__Work item__
All lines holding the word "priority" in the listing below need to be copied.
***
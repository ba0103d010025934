//! `GET /sitemap.xml`: static pages, published posts, categories and tags.

use std::io::Cursor;

use axum::extract::State;
use axum::http::header;
use axum::response::{IntoResponse, Response};
use chrono::{DateTime, Utc};
use quick_xml::Writer;
use quick_xml::events::{BytesDecl, BytesEnd, BytesStart, BytesText, Event};
use terasu_core::{DraftMode, SITEMAP_POST_LIMIT};

use crate::error::SiteError;
use crate::state::AppState;

const SITEMAP_NS: &str = "http://www.sitemaps.org/schemas/sitemap/0.9";

/// One `<url>` entry.
#[derive(Debug, Clone, PartialEq)]
pub struct SitemapEntry {
    pub loc: String,
    pub last_modified: Option<DateTime<Utc>>,
    pub change_frequency: &'static str,
    pub priority: f32,
}

impl SitemapEntry {
    fn new(loc: String, change_frequency: &'static str, priority: f32) -> Self {
        Self {
            loc,
            last_modified: None,
            change_frequency,
            priority,
        }
    }
}

/// Serialize entries as a sitemap `<urlset>` document.
pub fn render_sitemap(entries: &[SitemapEntry]) -> quick_xml::Result<Vec<u8>> {
    let mut writer = Writer::new(Cursor::new(Vec::new()));

    writer.write_event(Event::Decl(BytesDecl::new("1.0", Some("UTF-8"), None)))?;

    let mut urlset = BytesStart::new("urlset");
    urlset.push_attribute(("xmlns", SITEMAP_NS));
    writer.write_event(Event::Start(urlset))?;

    for entry in entries {
        writer.write_event(Event::Start(BytesStart::new("url")))?;
        push_text(&mut writer, "loc", &entry.loc)?;
        if let Some(date) = entry.last_modified {
            push_text(&mut writer, "lastmod", &date.to_rfc3339())?;
        }
        push_text(&mut writer, "changefreq", entry.change_frequency)?;
        push_text(&mut writer, "priority", &format!("{:.1}", entry.priority))?;
        writer.write_event(Event::End(BytesEnd::new("url")))?;
    }

    writer.write_event(Event::End(BytesEnd::new("urlset")))?;
    Ok(writer.into_inner().into_inner())
}

fn push_text(writer: &mut Writer<Cursor<Vec<u8>>>, tag: &str, text: &str) -> quick_xml::Result<()> {
    writer.write_event(Event::Start(BytesStart::new(tag)))?;
    writer.write_event(Event::Text(BytesText::new(text)))?;
    writer.write_event(Event::End(BytesEnd::new(tag)))?;
    Ok(())
}

/// `GET /sitemap.xml`. Only published content is listed.
pub async fn sitemap(State(state): State<AppState>) -> Result<Response, SiteError> {
    let (posts, categories, tags) = tokio::try_join!(
        state
            .store
            .list_posts(DraftMode::Disabled, 0..SITEMAP_POST_LIMIT),
        state.store.categories(),
        state.store.tags(),
    )?;

    let config = &state.config;
    let mut entries = vec![
        SitemapEntry::new(config.absolute_url("/"), "daily", 1.0),
        SitemapEntry::new(config.absolute_url("/blog"), "daily", 0.9),
        SitemapEntry::new(config.absolute_url("/profile"), "monthly", 0.8),
        SitemapEntry::new(config.absolute_url("/contact"), "yearly", 0.6),
    ];
    entries.extend(posts.iter().map(|post| SitemapEntry {
        last_modified: post.last_modified(),
        ..SitemapEntry::new(
            config.absolute_url(&format!("/blog/{}", urlencoding::encode(&post.slug))),
            "weekly",
            0.7,
        )
    }));
    entries.extend(categories.iter().map(|category| {
        SitemapEntry::new(
            config.absolute_url(&format!(
                "/blog/category/{}",
                urlencoding::encode(&category.slug)
            )),
            "weekly",
            0.6,
        )
    }));
    entries.extend(tags.iter().map(|tag| {
        SitemapEntry::new(
            config.absolute_url(&format!("/blog/tag/{}", urlencoding::encode(&tag.slug))),
            "weekly",
            0.5,
        )
    }));

    let xml = render_sitemap(&entries).map_err(|e| SiteError::Internal(e.into()))?;
    tracing::debug!(entries = entries.len(), "rendered sitemap");

    Ok((
        [
            (header::CONTENT_TYPE, "application/xml; charset=utf-8"),
            (header::CACHE_CONTROL, "public, max-age=3600"),
        ],
        xml,
    )
        .into_response())
}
***
__Exercise output__
    pub priority: f32,
    fn new(loc: String, change_frequency: &'static str, priority: f32) -> Self {
            priority,
        push_text(&mut writer, "priority", &format!("{:.1}", entry.priority))?;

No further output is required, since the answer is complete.